Bipolar disorder in children is coming out from the shadows; here’s why:
Bipolar disorder was once thought to be an “adult” condition and that it could not express itself in children. Studies are now showing that half of the patients who suffer from bipolar disorder had their onset before the age of 18. The misconception about its prevalence in childhood led to long delays in treatment that resulted in decades of suffering for those affected, says Sheryl M. Hakala MD.
#2 Fourth leading cause
The World Health Organization in 2011 estimated that “pediatric bipolar disorder is the fourth leading cause of disability in adolescents aged 15 to 19, worldwide, accounting for a total of 5 percent of disability in this age range.” Up to one-third of the 3.4 million children and teens with depression in the United States may actually be experiencing the early onset of bipolar disorder
#3 Still under-recognized
Symptoms can begin in early childhood but usually emerge in adolescence or adulthood, but even very young children can have bipolar symptoms, explains Francis Mark Mondimore MD. In one study that looked at such symptoms in the under 18 age range, nearly one-third of those in the study were younger than 12, with the average age of onset was 8 1/2 years old. Doctors now recognize and treat the disorder in young people, but it is still an under-recognized illness.

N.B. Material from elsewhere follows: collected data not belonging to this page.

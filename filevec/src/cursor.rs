//! Random-access cursors over a file vector's live elements
//!
//! A cursor is a position in either forward or reverse order. It borrows the
//! vector, so no operation that may remap can run while a cursor exists;
//! a stale cursor is a compile error rather than a dangling address.
//!
//! Positions run from `0` (the first element in the cursor's direction) to
//! `len` (one past the last). Positions outside `[0, len)` are allowed as
//! arithmetic intermediates but dereference to `None`.

use crate::FileVec;
use filevec_core::FileElement;
use std::{
    cmp::Ordering,
    ops::{Add, AddAssign, Sub, SubAssign},
};

/// Traversal order of a cursor
#[derive(Debug, Clone, Copy, PartialEq, Eq)]
pub enum Direction {
    Forward,
    Reverse,
}

/// Map a directional position to a slot index
fn slot_of(direction: Direction, len: usize, position: isize) -> Option<usize> {
    if position < 0 || position as usize >= len {
        return None;
    }
    match direction {
        Direction::Forward => Some(position as usize),
        Direction::Reverse => Some(len - 1 - position as usize),
    }
}

/// Shared random-access cursor
#[derive(Debug)]
pub struct Cursor<'a, T> {
    slots: &'a [T],
    position: isize,
    direction: Direction,
}

impl<T> Clone for Cursor<'_, T> {
    fn clone(&self) -> Self {
        *self
    }
}

impl<T> Copy for Cursor<'_, T> {}

impl<'a, T> Cursor<'a, T> {
    pub(crate) fn new(slots: &'a [T], position: isize, direction: Direction) -> Self {
        Self {
            slots,
            position,
            direction,
        }
    }

    /// Element under the cursor
    pub fn get(&self) -> Option<&'a T> {
        self.peek(0)
    }

    /// Element `offset` steps away from the cursor, in its direction
    pub fn peek(&self, offset: isize) -> Option<&'a T> {
        let slot = slot_of(self.direction, self.slots.len(), self.position + offset)?;
        self.slots.get(slot)
    }

    /// Step forward in the cursor's direction
    pub fn move_next(&mut self) -> &mut Self {
        self.position += 1;
        self
    }

    /// Step backward in the cursor's direction
    pub fn move_prev(&mut self) -> &mut Self {
        self.position -= 1;
        self
    }

    pub fn position(&self) -> isize {
        self.position
    }

    pub fn direction(&self) -> Direction {
        self.direction
    }

    /// Slot index in the vector, if the cursor is on an element
    pub fn index(&self) -> Option<usize> {
        slot_of(self.direction, self.slots.len(), self.position)
    }

    /// Yield the current element, then step forward
    pub fn step(&mut self) -> Option<&'a T> {
        let current = self.get()?;
        self.position += 1;
        Some(current)
    }

    /// Traverse the remaining elements without moving this cursor
    pub fn iter(&self) -> Iter<'a, T> {
        Iter { cursor: *self }
    }

    /// Whether the cursor sits one past the last element
    pub fn is_end(&self) -> bool {
        self.position == self.slots.len() as isize
    }

    fn same_sequence(&self, other: &Self) -> bool {
        std::ptr::eq(self.slots, other.slots) && self.direction == other.direction
    }
}

/// Iterator over the elements from a cursor's position to the end, in its direction
#[derive(Debug, Clone)]
pub struct Iter<'a, T> {
    cursor: Cursor<'a, T>,
}

impl<'a, T> Iterator for Iter<'a, T> {
    type Item = &'a T;

    fn next(&mut self) -> Option<&'a T> {
        self.cursor.step()
    }

    fn size_hint(&self) -> (usize, Option<usize>) {
        let remaining = match usize::try_from(self.cursor.position) {
            Ok(position) => self.cursor.slots.len().saturating_sub(position),
            Err(_) => 0,
        };
        (remaining, Some(remaining))
    }
}

impl<T> ExactSizeIterator for Iter<'_, T> {}

impl<'a, T> IntoIterator for Cursor<'a, T> {
    type Item = &'a T;
    type IntoIter = Iter<'a, T>;

    fn into_iter(self) -> Iter<'a, T> {
        Iter { cursor: self }
    }
}

impl<T> Add<isize> for Cursor<'_, T> {
    type Output = Self;

    fn add(mut self, offset: isize) -> Self {
        self.position += offset;
        self
    }
}

impl<T> Sub<isize> for Cursor<'_, T> {
    type Output = Self;

    fn sub(mut self, offset: isize) -> Self {
        self.position -= offset;
        self
    }
}

impl<T> AddAssign<isize> for Cursor<'_, T> {
    fn add_assign(&mut self, offset: isize) {
        self.position += offset;
    }
}

impl<T> SubAssign<isize> for Cursor<'_, T> {
    fn sub_assign(&mut self, offset: isize) {
        self.position -= offset;
    }
}

/// Distance between two cursors over the same sequence
impl<'a, T> Sub for Cursor<'a, T> {
    type Output = isize;

    fn sub(self, other: Self) -> isize {
        debug_assert!(self.same_sequence(&other));
        self.position - other.position
    }
}

impl<T> PartialEq for Cursor<'_, T> {
    fn eq(&self, other: &Self) -> bool {
        self.same_sequence(other) && self.position == other.position
    }
}

impl<T> Eq for Cursor<'_, T> {}

impl<T> PartialOrd for Cursor<'_, T> {
    fn partial_cmp(&self, other: &Self) -> Option<Ordering> {
        self.same_sequence(other)
            .then(|| self.position.cmp(&other.position))
    }
}

/// Mutable random-access cursor
#[derive(Debug)]
pub struct CursorMut<'a, T> {
    slots: &'a mut [T],
    position: isize,
    direction: Direction,
}

impl<'a, T> CursorMut<'a, T> {
    pub(crate) fn new(slots: &'a mut [T], position: isize, direction: Direction) -> Self {
        Self {
            slots,
            position,
            direction,
        }
    }

    pub fn get(&self) -> Option<&T> {
        self.peek(0)
    }

    pub fn get_mut(&mut self) -> Option<&mut T> {
        self.peek_mut(0)
    }

    /// Element `offset` steps away from the cursor, in its direction
    pub fn peek(&self, offset: isize) -> Option<&T> {
        let slot = slot_of(self.direction, self.slots.len(), self.position + offset)?;
        self.slots.get(slot)
    }

    pub fn peek_mut(&mut self, offset: isize) -> Option<&mut T> {
        let slot = slot_of(self.direction, self.slots.len(), self.position + offset)?;
        self.slots.get_mut(slot)
    }

    pub fn move_next(&mut self) -> &mut Self {
        self.position += 1;
        self
    }

    pub fn move_prev(&mut self) -> &mut Self {
        self.position -= 1;
        self
    }

    pub fn position(&self) -> isize {
        self.position
    }

    pub fn index(&self) -> Option<usize> {
        slot_of(self.direction, self.slots.len(), self.position)
    }

    pub fn is_end(&self) -> bool {
        self.position == self.slots.len() as isize
    }

    /// Shared view at the same position
    pub fn as_cursor(&self) -> Cursor<'_, T> {
        Cursor::new(self.slots, self.position, self.direction)
    }
}

impl<T> AddAssign<isize> for CursorMut<'_, T> {
    fn add_assign(&mut self, offset: isize) {
        self.position += offset;
    }
}

impl<T> SubAssign<isize> for CursorMut<'_, T> {
    fn sub_assign(&mut self, offset: isize) {
        self.position -= offset;
    }
}

impl<T: FileElement> FileVec<T> {
    /// Cursor on the first element
    pub fn cursor(&self) -> Cursor<'_, T> {
        Cursor::new(self.as_slice(), 0, Direction::Forward)
    }

    /// Cursor one past the last element
    pub fn cursor_end(&self) -> Cursor<'_, T> {
        Cursor::new(self.as_slice(), self.len() as isize, Direction::Forward)
    }

    /// Cursor on slot `index`
    pub fn cursor_at(&self, index: usize) -> Cursor<'_, T> {
        Cursor::new(self.as_slice(), index as isize, Direction::Forward)
    }

    /// Reverse cursor on the last element
    pub fn rcursor(&self) -> Cursor<'_, T> {
        Cursor::new(self.as_slice(), 0, Direction::Reverse)
    }

    /// Reverse cursor one before the first element
    pub fn rcursor_end(&self) -> Cursor<'_, T> {
        Cursor::new(self.as_slice(), self.len() as isize, Direction::Reverse)
    }

    pub fn cursor_mut(&mut self) -> CursorMut<'_, T> {
        CursorMut::new(self.as_mut_slice(), 0, Direction::Forward)
    }

    pub fn rcursor_mut(&mut self) -> CursorMut<'_, T> {
        CursorMut::new(self.as_mut_slice(), 0, Direction::Reverse)
    }
}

#4 How the brain is affected
Scientists can now look at the brain via brain-imaging studies to see how it differs in people with and without bipolar disorder. This will continue to give researchers a better understanding of what causes the disorder and will eventually be able to provide a better synopsis of which types of treatments will work most effectively.
#5 Varied symptoms
Parents who have children with bipolar typically describe them as alternating rapidly between extremely high moods (mania) and low moods (depression). They can be unpredictable, going back and forth between aggressive or silly and withdrawn. It is common for children who have mania to have multiple mood cycles during the day that could range from silly, giddy highs to gloomy, morose lows. Experts say it’s important to recognize these depressed cycles because of the danger of suicide.
#6 Greater risk
Children with bipolar disorder are at a greater risk for ADHD and anxiety disorders. These “co-occurring” disorders complicate the diagnosis of bipolar disorder and contribute to the lack of recognition of the illness in children. Also, several studies indicate that 20 to 30 percent of young children with major depressions develop manic symptoms later in life.
#7 Differences in young and older onset
Bipolar disorder in young children can appear rather different to those of adults, Mondimore explains in his book, Bipolar Disorder – A guide for patients and families. For example, initial episode: major depression for pediatric and mania for adult; episode type: rapid cycling, mixed for pediatric and discrete for adult (symptoms go into remission for months or years at a time); duration: chronic, continuous for pediatric and weeks for adult; functioning between episodes: poor (continuous cycling) for pediatric and improved for adult.
#8 Genetic loading
Research shows that when bipolar occurs in children prior to puberty, it is a more severe form of the disorder. Mondimore says this could be because children who develop symptoms at so young an age may have a “heavier genetic loading” for mood disorders than do individuals whose symptoms begin later.
#9 All in the family
While the condition can affect anyone, if one or both parents have bipolar disorder, the chances are greater that their children may develop the disorder. There are typically more individuals with mood disorders in the families of children with bipolar disorder than adult-diagnosis patients and for many of these children, mood disorders exist on both sides of family, Mondimore writes.